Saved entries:
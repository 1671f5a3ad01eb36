//! Display abstraction and departure board rendering for StationInfo
//!
//! This crate provides:
//! - `DisplayBackend` trait for text-grid displays
//! - `Screen` character buffer with a colour tone per row
//! - `BoardRenderer` that lays out the departure board
//! - `TftBackend` drawing the grid on any `embedded-graphics` RGB565 target
//!
//! # Architecture
//!
//! The firmware renders into a `Screen`, then pushes it to a backend. The
//! renderer never touches hardware, so the layout is testable on the host.

#![no_std]

pub mod backend;
pub mod board;
pub mod screen;
pub mod tft;

// Re-export key types
pub use backend::{DisplayBackend, DisplayError, Tone};
pub use board::{format_clock, format_departure, BoardRenderer, STATUS_ROW};
pub use screen::{Screen, SCREEN_COLS, SCREEN_ROWS};
pub use tft::{Palette, TftBackend};
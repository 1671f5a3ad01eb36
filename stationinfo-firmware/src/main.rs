//! StationInfo - Departure Board Firmware
//!
//! Simulated train-station departure board for RP2040 boards with a small
//! ST7735 TFT. A fast clock runs through a compiled-in timetable and the
//! board always shows the next departures.

#![no_std]
#![no_main]

use defmt::*;
use embassy_executor::Spawner;
use embassy_rp::gpio::{Level, Output};
use embassy_rp::spi::{self, Spi};
use embassy_time::{Delay, Duration, Ticker};
use embedded_hal_bus::spi::ExclusiveDevice;
use mipidsi::interface::SpiInterface;
use mipidsi::models::ST7735s;
use mipidsi::options::{ColorInversion, Orientation, Rotation};
use mipidsi::Builder;
use {defmt_rtt as _, panic_probe as _};

use stationinfo_core::clock::DepartureWindow;
use stationinfo_core::timetable::{self, TimetableStore, DATA_VERSION};
use stationinfo_core::ConfigError;
use stationinfo_display::{BoardRenderer, DisplayBackend, Palette, TftBackend};

use crate::board::{
    BOARD_CONFIG, POLL_INTERVAL_MS, TFT_HEIGHT, TFT_OFFSET_X, TFT_OFFSET_Y, TFT_SPI_HZ, TFT_WIDTH,
};
use crate::tasks::FAST_CLOCK;

mod board;
mod tasks;

/// Main entry point
#[embassy_executor::main]
async fn main(spawner: Spawner) {
    info!("StationInfo firmware starting...");
    info!("Timetable data version {}", DATA_VERSION);

    let p = embassy_rp::init(Default::default());
    info!("Peripherals initialized");

    // Setup SPI1 for the TFT (write only, no MISO)
    let mut spi_config = spi::Config::default();
    spi_config.frequency = TFT_SPI_HZ;
    let spi = Spi::new_blocking_txonly(p.SPI1, p.PIN_10, p.PIN_11, spi_config);

    let cs = Output::new(p.PIN_9, Level::High);
    let dc = Output::new(p.PIN_8, Level::Low);
    let rst = Output::new(p.PIN_12, Level::High);

    let spi_device = ExclusiveDevice::new(spi, cs, Delay).unwrap();
    let mut di_buffer = [0u8; 512];
    let di = SpiInterface::new(spi_device, dc, &mut di_buffer);

    let tft = match Builder::new(ST7735s, di)
        .display_size(TFT_WIDTH, TFT_HEIGHT)
        .display_offset(TFT_OFFSET_X, TFT_OFFSET_Y)
        .invert_colors(ColorInversion::Inverted)
        .orientation(Orientation::new().rotate(Rotation::Deg90))
        .reset_pin(rst)
        .init(&mut Delay)
    {
        Ok(display) => display,
        Err(e) => defmt::panic!("TFT init failed: {}", Debug2Format(&e)),
    };

    let mut backend = TftBackend::new(tft, Palette::STATION);
    let mut renderer = BoardRenderer::new();
    info!("TFT initialized");

    renderer.render_boot(DATA_VERSION);
    if let Err(e) = renderer.screen_mut().render_to(&mut backend) {
        warn!("Boot screen failed: {}", e);
    }

    // Configuration errors are fatal: nothing to show without a timetable
    if let Err(e) = BOARD_CONFIG.validate() {
        halt(e, &mut renderer, &mut backend);
    }
    let store = match timetable::build() {
        Ok(store) => store,
        Err(e) => halt(e, &mut renderer, &mut backend),
    };
    info!(
        "Timetable loaded: {} of {} departures",
        store.len(),
        store.capacity()
    );

    spawner
        .spawn(tasks::tick_task(BOARD_CONFIG.tick_interval_ms))
        .unwrap();

    info!(
        "Tick task spawned, one simulated minute every {} ms",
        BOARD_CONFIG.real_ms_per_minute()
    );

    run_board(&store, &mut renderer, &mut backend).await
}

/// Main loop: wait for fast clock minutes and redraw the board
async fn run_board<B: DisplayBackend>(
    store: &TimetableStore,
    renderer: &mut BoardRenderer,
    backend: &mut B,
) -> ! {
    let mut window = DepartureWindow::new(
        BOARD_CONFIG.end_of_day,
        BOARD_CONFIG.visible_rows as usize,
    );
    let mut poll = Ticker::every(Duration::from_millis(POLL_INTERVAL_MS));

    refresh(FAST_CLOCK.current_minute(), store, &mut window, renderer, backend);

    loop {
        if let Some(minute) = FAST_CLOCK.take_pending() {
            refresh(minute, store, &mut window, renderer, backend);
        }
        poll.next().await;
    }
}

/// Recompute the window for `minute` and redraw
fn refresh<B: DisplayBackend>(
    minute: u16,
    store: &TimetableStore,
    window: &mut DepartureWindow,
    renderer: &mut BoardRenderer,
    backend: &mut B,
) {
    let previous = window.selection();
    let selection = window.recompute(store, minute);
    debug!("Minute {}: {}", minute, selection);

    if selection.is_end_of_day() && !previous.is_end_of_day() {
        info!("Last departure of the day has left");
    } else if previous.is_end_of_day() && !selection.is_end_of_day() {
        info!("New day, first departure at top");
    }

    renderer.render_board(store, window, minute);
    if let Err(e) = renderer.screen_mut().render_to(backend) {
        // Dropped frame; the next minute redraws everything
        warn!("Display update failed: {}", e);
    }
}

/// Report a configuration error and stop before the main loop
fn halt<B: DisplayBackend>(error: ConfigError, renderer: &mut BoardRenderer, backend: &mut B) -> ! {
    error!("Configuration error: {} ({})", error.description(), error);

    renderer.render_error(error.description());
    renderer.screen_mut().render_to(backend).ok();

    loop {
        cortex_m::asm::wfi();
    }
}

To do: Which lines above include the word "loop"? Show each one.

Worked solution:
/// Main loop: wait for fast clock minutes and redraw the board
    loop {
/// Report a configuration error and stop before the main loop
    loop {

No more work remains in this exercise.